Metal transport across biomembranes: emerging models for a distinct chemistry

Abstract

Transition metals are essential components of important biomolecules, and their homeostasis is central to many life processes. Transmembrane transporters are key elements controlling the distribution of metals in various compartments. However, due to their chemical properties, transition elements require transporters with different structural-functional characteristics from those of alkali and alkali earth ions. Emerging structural information and functional studies have revealed distinctive features of metal transport. Among these are the relevance of multifaceted events involving metal transfer among participating proteins, the importance of coordination geometry at transmembrane transport sites, and the presence of the largely irreversible steps associated with vectorial transport. Here, we discuss how these characteristics shape novel transition metal ion transport models.

FIGURE 1.

Structures and metal-binding sites of metal transporters. A, structure of the Cu⁺-ATPase CopA (Protein Data Bank code 3RFU), with amino acids forming the two transmembrane Cu⁺-binding sites indicated in red. B, CusABC model assembled with Swiss-PDBViewer using the CusAB (code 3NE5) and CusC (code 3PIK) structures. The magnified section indicates the Cu⁺-binding sites (red) in a CusA monomer. C, side and apical views of modeled Ctr transporters (provided by Dr. Vincent Unger, Northwestern University). Extracytoplasmic and transmembrane Met-rich Cu⁺-binding sites are indicated in red. Darker helices correspond to those involved in transmembrane metal binding. D, structure of the CDF transporter YiiP (code 2QFI). Red amino acids indicate Zn²⁺-binding sites. Dotted areas indicate the three metal-binding sites in each YiiP monomer.

FIGURE 2.

Catalytic cycle of a Cu⁺-ATPase. Cu⁺ binding to two TM-MBSs is required for catalytic phosphorylation by ATP (E₁∼P·Cu₂⁺). Note the irreversibility of Cu⁺ transfer from the chaperone (CopZ) to the transport site and that full occupancy is reached only in the presence of ATP. Metal is released after a conformational change (to E₂∼P) leading TM-MBSs to open to the vesicular/extracellular medium. E₂ → E₁ transition is accelerated by ATP (or ADP) acting in a modulatory mode (low affinity). See Ref. for more details.

FIGURE 3.

Cu⁺ chaperone/Cu⁺-ATPase interaction.

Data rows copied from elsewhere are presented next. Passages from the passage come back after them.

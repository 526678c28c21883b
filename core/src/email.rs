/*
 * SPDX-FileCopyrightText: 2025 Wavelens UG <info@wavelens.io>
 *
 * SPDX-License-Identifier: AGPL-3.0-only
 */

use super::consts::SHOP_NAME;
use super::types::Cli;
use anyhow::{Context, Result};
use lettre::message::header::ContentType;
use lettre::transport::smtp::authentication::Credentials;
use lettre::{Message, SmtpTransport, Transport};
use tokio::fs;
use tracing::info;
use uuid::Uuid;

#[derive(Debug, Clone, PartialEq)]
pub struct OutgoingEmail {
    pub to_email: String,
    pub to_name: String,
    pub subject: String,
    pub body: String,
}

/// Customer notification mail. Without SMTP configuration every message is
/// only written to the log.
pub struct EmailService {
    transport: Option<SmtpTransport>,
    from_address: String,
    from_name: String,
}

impl EmailService {
    pub fn disabled(cli: &Cli) -> Self {
        Self {
            transport: None,
            from_address: String::new(),
            from_name: cli.email_from_name.clone(),
        }
    }

    pub async fn new(cli: &Cli) -> Result<Self> {
        if !cli.email_enabled {
            return Ok(Self::disabled(cli));
        }

        let smtp_host = cli
            .email_smtp_host
            .as_ref()
            .context("SMTP host is required when email is enabled")?;

        let smtp_username = cli
            .email_smtp_username
            .as_ref()
            .context("SMTP username is required when email is enabled")?;

        let smtp_password_file = cli
            .email_smtp_password_file
            .as_ref()
            .context("SMTP password file is required when email is enabled")?;

        let from_address = cli
            .email_from_address
            .as_ref()
            .context("From address is required when email is enabled")?;

        let smtp_password = fs::read_to_string(smtp_password_file)
            .await
            .context("Failed to read SMTP password file")?
            .trim()
            .to_string();

        let credentials = Credentials::new(smtp_username.clone(), smtp_password);

        let transport = if cli.email_disable_tls {
            SmtpTransport::builder_dangerous(smtp_host)
                .credentials(credentials)
                .port(cli.email_smtp_port)
                .build()
        } else {
            SmtpTransport::relay(smtp_host)
                .context("Failed to create SMTP transport")?
                .credentials(credentials)
                .port(cli.email_smtp_port)
                .build()
        };

        Ok(Self {
            transport: Some(transport),
            from_address: from_address.clone(),
            from_name: cli.email_from_name.clone(),
        })
    }

    pub fn is_enabled(&self) -> bool {
        self.transport.is_some()
    }

    pub fn order_approval_email(to_email: &str, to_name: &str, order_id: Uuid) -> OutgoingEmail {
        let short_id = short_order_id(order_id);

        OutgoingEmail {
            to_email: to_email.to_string(),
            to_name: to_name.to_string(),
            subject: format!("Order #{} Approved - {}", short_id, SHOP_NAME),
            body: format!(
                "Hello {},\n\nYour order #{} has been approved and is being prepared. \
                 We will let you know as soon as it is ready for pickup.\n\n{}",
                to_name, short_id, SHOP_NAME
            ),
        }
    }

    pub async fn send_order_approval_email(
        &self,
        to_email: &str,
        to_name: &str,
        order_id: Uuid,
    ) -> Result<()> {
        self.send(Self::order_approval_email(to_email, to_name, order_id))
            .await
    }

    pub async fn send(&self, email: OutgoingEmail) -> Result<()> {
        let Some(transport) = self.transport.as_ref() else {
            info!(
                to = %email.to_email,
                subject = %email.subject,
                "Email delivery disabled, message not sent"
            );
            return Ok(());
        };

        let message = Message::builder()
            .from(
                format!("{} <{}>", self.from_name, self.from_address)
                    .parse()
                    .context("Invalid from address")?,
            )
            .to(format!("{} <{}>", email.to_name, email.to_email)
                .parse()
                .context("Invalid to address")?)
            .subject(email.subject)
            .header(ContentType::TEXT_PLAIN)
            .body(email.body)
            .context("Failed to build email")?;

        transport.send(&message).context("Failed to send email")?;

        info!("Email sent to {}", email.to_email);
        Ok(())
    }
}

/// First eight hex digits of the order id, as shown to customers.
pub fn short_order_id(order_id: Uuid) -> String {
    order_id.simple().to_string()[..8].to_uppercase()
}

A, docking was modeled using ClusPro (83). A. fulgidus CopA (green) was modeled after L. pneumophila CopA (Protein Data Bank code 3RFU), whereas the model of the C-terminal domain of A. fulgidus CopZ (ochre) was built using Enterococcus hirae CopZ (code 1CPZ) as a template. The CopA platform for interaction with CopZ is shown in blue. B, surface charges in the predicted docking of CopZ with CopA. Positive and negative charge densities are indicated in blue and red, respectively.